The antibody thus produced is monospecific for a single determinant in normal human peripheral blood monocytes and granulocytes and essentially does not contain any other anti-human immunoglobulin as opposed to prior art antisera (which inherently react with an antibody ) and prior art monoclonal antibodies (which are not monospecific for the human monocyte gene). In addition, this hybridoma can be cultured to produce an antibody without the need to immunize and kill animals, followed by the time-consuming adsorption and purification steps required to obtain prior art antisera from the contaminant.

Both the present hybridoma and the antibody produced by it are identified herein by the term "OKM1", whichever is meant in each case, as will be apparent from the context. The hybridoma was deposited on December 13, 1979 in the American Type Culture 30 Collection, 12301 Parklawn Drive, Rockville, Maryland 20852 and was assigned ATCC Accession No. CRL 8026.

The preparation of the hybridoma and the antibody produced by it is described in FI patent application 810027.

The diagnostic method of the invention, if the above hybridoma and antibody are used, is characterized by reacting a 75233 monocyte composition taken from this unit with a diagnostically effective amount of a mouse monoclonal antibody produced by a hybrid cell line having an ATCC accession number of CRL 8026 , and which antibody reacts with an antigen present on normal human monocytes and granulocytes, but not on normal human peripheral T cells, B cells, null cells, thymocytes, lymphoblast cell lines, or T or B cell-derived tumor cells, determining the percentage of the monocyte population that reacts with said antibody. Example 1 Characterization of 0KM1 Reactivity A. Isolation of Mononuclear Cell Populations Human mononuclear peripheral blood cells were isolated from healthy volunteer donors (15-40 years old) by Ficoll-Hypaque density gradient centrifugation (Pharmacia Fine Chemicals, Piscataway, NJ). . J. Clin. Lab. Invest. 21 (Suppl. 97): 77, 1968.

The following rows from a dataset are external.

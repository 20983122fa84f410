//! Cross-reference resolver: walks the xref/trailer chain from
//! the file's end, building a map from `(object-id, generation)` to either a
//! byte offset (classic xref) or a `(stream-object-id, index)` pair
//! (compressed object inside an object stream). Newest-wins: later chain
//! entries never displace earlier ones.

use std::collections::HashMap;

use crate::consolidate::consolidate_object_header;
use crate::error::{Error, Result};
use crate::io::{ByteSource, Whence};
use crate::lex::object::{lex, LexOutcome};
use crate::object::{Dict, Name, ObjectId};

/// Where a live object's bytes live.
#[derive(Debug, Clone, Copy, PartialEq, Eq)]
pub enum XrefEntry {
    Offset(usize),
    Compressed { stream_id: u32, index: u32 },
}

#[derive(Debug, Default)]
pub struct XrefTable {
    map: HashMap<(u32, u16), XrefEntry>,
    /// The trailer dictionary of the root-most (newest) section, which
    /// carries `Root` and `Size`.
    pub trailer: Dict,
}

impl XrefTable {
    pub fn lookup(&self, id: ObjectId) -> Result<XrefEntry> {
        self.map
            .get(&(id.id, id.gen))
            .copied()
            .ok_or(Error::UnknownObject(id.id, id.gen))
    }

    fn insert_if_absent(&mut self, key: (u32, u16), entry: XrefEntry) {
        self.map.entry(key).or_insert(entry);
    }
}

/// Runs the full chain-walking algorithm over a byte source that already
/// owns the complete file contents.
pub fn build_xref_table(bytes: &[u8]) -> Result<XrefTable> {
    verify_header(bytes)?;

    let mut src = ByteSource::new(bytes.to_vec());
    let mut offset = locate_startxref(&mut src)?;

    let mut table = XrefTable::default();
    let mut first_section = true;
    let mut visited = std::collections::HashSet::new();

    loop {
        if !visited.insert(offset) {
            // A cycle in Prev pointers would otherwise loop forever; the
            // spec does not define this case, so we simply stop the walk.
            break;
        }

        let (rows, trailer_dict, prev) = parse_section_at(bytes, offset)?;

        for row in rows {
            match row {
                Row::Used { id, gen, offset } => {
                    table.insert_if_absent((id, gen), XrefEntry::Offset(offset));
                }
                Row::Compressed { id, stream_id, index } => {
                    table.insert_if_absent((id, 0), XrefEntry::Compressed { stream_id, index });
                }
                Row::Free => {}
            }
        }

        if first_section {
            table.trailer = trailer_dict;
            first_section = false;
        }

        match prev {
            Some(p) if p >= 0 => offset = p as usize,
            _ => break,
        }
    }

    Ok(table)
}

fn verify_header(bytes: &[u8]) -> Result<()> {
    if bytes.len() < 5 || &bytes[0..5] != b"%PDF-" {
        return Err(Error::NotAPdf(
            "missing or malformed %PDF-M.N header".to_string(),
        ));
    }
    Ok(())
}

/// Scans backward by lines from the file's end until the literal
/// `startxref`, then reads the following integer offset.
fn locate_startxref(src: &mut ByteSource) -> Result<usize> {
    src.seek(0, Whence::End)?;
    loop {
        let Some(line) = src.read_line_reverse() else {
            return Err(Error::NotAPdf("no startxref marker found".to_string()));
        };
        let trimmed = std::str::from_utf8(&line).unwrap_or("").trim();
        if trimmed == "startxref" {
            // The offset is the next forward line from here.
            let saved = src.tell();
            src.seek(saved as i64, Whence::Start)?;
            let offset_line = src
                .read_line()
                .ok_or_else(|| Error::NotAPdf("startxref not followed by an offset".to_string()))?;
            let text = std::str::from_utf8(&offset_line).unwrap_or("").trim();
            return text
                .parse::<usize>()
                .map_err(|_| Error::MalformedToken {
                    offset: saved,
                    reason: format!("startxref offset {text:?} is not an integer"),
                });
        }
    }
}

enum Row {
    Used { id: u32, gen: u16, offset: usize },
    Compressed { id: u32, stream_id: u32, index: u32 },
    Free,
}

fn parse_section_at(bytes: &[u8], offset: usize) -> Result<(Vec<Row>, Dict, Option<i64>)> {
    let mut src = ByteSource::new(bytes.to_vec());
    src.seek(offset as i64, Whence::Start)?;

    // Peek the first non-blank word to decide classic vs. xref-stream.
    let peek_start = src.tell();
    let head = String::from_utf8_lossy(src.peek(64)).to_string();
    let head_trim = head.trim_start();

    if head_trim.starts_with("xref") {
        parse_classic_section(&mut src)
    } else {
        // `INT INT obj` form: an xref-stream object. Only the chain-linkage
        // via `Prev` is required here; the xref stream's rows are left
        // undecoded for now (full xref-stream row decoding is a conforming
        // extension, tracked as a follow-up).
        let _ = peek_start;
        parse_xref_stream_header(bytes, offset)
    }
}

fn parse_classic_section(src: &mut ByteSource) -> Result<(Vec<Row>, Dict, Option<i64>)> {
    let xref_line = src
        .read_line()
        .ok_or_else(|| Error::MalformedToken {
            offset: src.tell(),
            reason: "expected 'xref' line".to_string(),
        })?;
    if std::str::from_utf8(&xref_line).unwrap_or("").trim() != "xref" {
        return Err(Error::MalformedToken {
            offset: src.tell(),
            reason: "classic xref section did not start with 'xref'".to_string(),
        });
    }

    let mut rows = Vec::new();
    loop {
        let save = src.tell();
        let Some(line) = src.read_line() else {
            return Err(Error::MalformedToken {
                offset: src.tell(),
                reason: "xref section truncated before trailer".to_string(),
            });
        };
        let text = String::from_utf8_lossy(&line);
        let trimmed = text.trim();
        if trimmed == "trailer" {
            break;
        }

        let parts: Vec<&str> = trimmed.split_whitespace().collect();
        if parts.len() != 2 {
            return Err(Error::MalformedToken {
                offset: save,
                reason: format!("malformed xref subsection header {trimmed:?}"),
            });
        }
        let first: u32 = parts[0].parse().map_err(|_| Error::MalformedToken {
            offset: save,
            reason: "non-integer subsection start".to_string(),
        })?;
        let count: u32 = parts[1].parse().map_err(|_| Error::MalformedToken {
            offset: save,
            reason: "non-integer subsection count".to_string(),
        })?;

        for i in 0..count {
            let Some(row_line) = src.read_line() else {
                return Err(Error::MalformedToken {
                    offset: src.tell(),
                    reason: "xref subsection truncated".to_string(),
                });
            };
            let row_text = String::from_utf8_lossy(&row_line);
            let fields: Vec<&str> = row_text.trim().split_whitespace().collect();
            if fields.len() != 3 {
                return Err(Error::MalformedToken {
                    offset: src.tell(),
                    reason: format!("malformed xref row {row_text:?}"),
                });
            }
            let row_offset: usize = fields[0].parse().unwrap_or(0);
            let gen: u16 = fields[1].parse().unwrap_or(0);
            match fields[2] {
                "n" => rows.push(Row::Used {
                    id: first + i,
                    gen,
                    offset: row_offset,
                }),
                "f" => rows.push(Row::Free),
                other => {
                    return Err(Error::MalformedToken {
                        offset: src.tell(),
                        reason: format!("unrecognized xref row flag {other:?}"),
                    });
                }
            }
        }
    }

    // Parse the trailer dictionary using the object lexer/consolidator.
    let remainder_start = src.tell();
    let remainder = src.peek(src.len() - remainder_start).to_vec();
    let tokens = match lex(&remainder, remainder_start, None)? {
        LexOutcome::Done(tokens) => tokens,
        LexOutcome::NeedsStreamLength { tokens_so_far } => tokens_so_far,
    };
    let dict = crate::consolidate::consolidate_value(&tokens)?;
    let Some(dict) = dict.as_dict().cloned() else {
        return Err(Error::MalformedToken {
            offset: remainder_start,
            reason: "trailer is not a dictionary".to_string(),
        });
    };
    let prev = dict.get(&Name::new("Prev")).and_then(|v| v.as_i64());
    Ok((rows, dict, prev))
}

fn parse_xref_stream_header(bytes: &[u8], offset: usize) -> Result<(Vec<Row>, Dict, Option<i64>)> {
    let window_end = (offset + 4096).min(bytes.len());
    let window = &bytes[offset..window_end];
    let (_, dict) = match lex(window, offset, None)? {
        LexOutcome::NeedsStreamLength { tokens_so_far } => consolidate_object_header(&tokens_so_far)?,
        LexOutcome::Done(tokens) => consolidate_object_header(&tokens)?,
    };
    let prev = dict.get(&Name::new("Prev")).and_then(|v| v.as_i64());
    Ok((Vec::new(), dict, prev))
}

#[cfg(test)]
mod tests {
    use super::*;

    fn minimal_pdf() -> Vec<u8> {
        let obj1 = b"1 0 obj\n<< /Type /Catalog /Pages 2 0 R >>\nendobj\n";
        let mut bytes = Vec::new();
        bytes.extend_from_slice(b"%PDF-1.7\n");
        let obj1_offset = bytes.len();
        bytes.extend_from_slice(obj1);
        let xref_offset = bytes.len();
        bytes.extend_from_slice(b"xref\n0 2\n");
        bytes.extend_from_slice(b"0000000000 65535 f \n");
        bytes.extend_from_slice(format!("{obj1_offset:010} 00000 n \n").as_bytes());
        bytes.extend_from_slice(b"trailer\n<< /Size 2 /Root 1 0 R >>\n");
        bytes.extend_from_slice(format!("startxref\n{xref_offset}\n%%EOF").as_bytes());
        bytes
    }

    #[test]
    fn walks_single_classic_section() {
        let bytes = minimal_pdf();
        let table = build_xref_table(&bytes).unwrap();
        let entry = table.lookup(ObjectId::new(1, 0)).unwrap();
        assert!(matches!(entry, XrefEntry::Offset(_)));
        assert_eq!(
            table.trailer.get(&Name::new("Root")).unwrap().as_reference(),
            Some(ObjectId::new(1, 0))
        );
    }

    #[test]
    fn unknown_object_errors() {
        let bytes = minimal_pdf();
        let table = build_xref_table(&bytes).unwrap();
        assert!(table.lookup(ObjectId::new(99, 0)).is_err());
    }

    #[test]
    fn rejects_non_pdf_header() {
        let bytes = b"not a pdf".to_vec();
        assert!(build_xref_table(&bytes).is_err());
    }

    #[test]
    fn incremental_update_newest_wins() {
        // Build a base PDF, then a second xref section whose Catalog->Pages
        // differs, chained via Prev. The *first* (newest) section visited
        // must win.
        let mut bytes = minimal_pdf();
        // Find old xref offset from trailer parse for Prev linkage.
        let old_xref_offset = {
            let text = String::from_utf8_lossy(&bytes);
            let idx = text.rfind("xref\n").unwrap();
            idx
        };

        let obj1_new = b"1 0 obj\n<< /Type /Catalog /Pages 3 0 R >>\nendobj\n";
        let obj1_new_offset = bytes.len();
        bytes.extend_from_slice(obj1_new);
        let new_xref_offset = bytes.len();
        bytes.extend_from_slice(b"xref\n0 2\n");
        bytes.extend_from_slice(b"0000000000 65535 f \n");
        bytes.extend_from_slice(format!("{obj1_new_offset:010} 00000 n \n").as_bytes());
        bytes.extend_from_slice(&format!(
            "trailer\n<< /Size 2 /Root 1 0 R /Prev {old_xref_offset} >>\n"
        ).into_bytes());
        bytes.extend_from_slice(format!("startxref\n{new_xref_offset}\n%%EOF").as_bytes());

        let table = build_xref_table(&bytes).unwrap();
        let entry = table.lookup(ObjectId::new(1, 0)).unwrap();
        match entry {
            XrefEntry::Offset(off) => assert_eq!(off, obj1_new_offset),
            XrefEntry::Compressed { .. } => panic!("expected offset entry"),
        }
    }
}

Infectious cells were obtained by incubating mononuclear cells for one hour in polystyrene plates (100 x 20 mm tissue culture dishes) (Falcon, Oxnard, CA) in RPMI 1640 (Grand Island Biological Company, Grand Island, NY) supplemented with 20%: human AB serum. After removal of the non-stick fraction, the sticky cells were detached by incubation at 4 ° C in serum-free MEM medium containing 2.5 mM EDTA, followed by gentle scraping with the rubber tip of a disposable syringe.

Mononuclear cells were separated from E + and E populations by rosetting with sheep erythrocytes and by Ficoll-Hypaque'11a differential centrifugation. Rosacification was performed by centrifuging a mixture of mononuclear cells and sheep erythrocytes for five minutes at 800 rpm and incubating for one hour at 4 ° C. The erythrocyte-35 tilymphocyte ratio was 40: 1. E + cells were harvested by lysing sheep erythrocytes with 0.85% 752339 ammonium chloride solution.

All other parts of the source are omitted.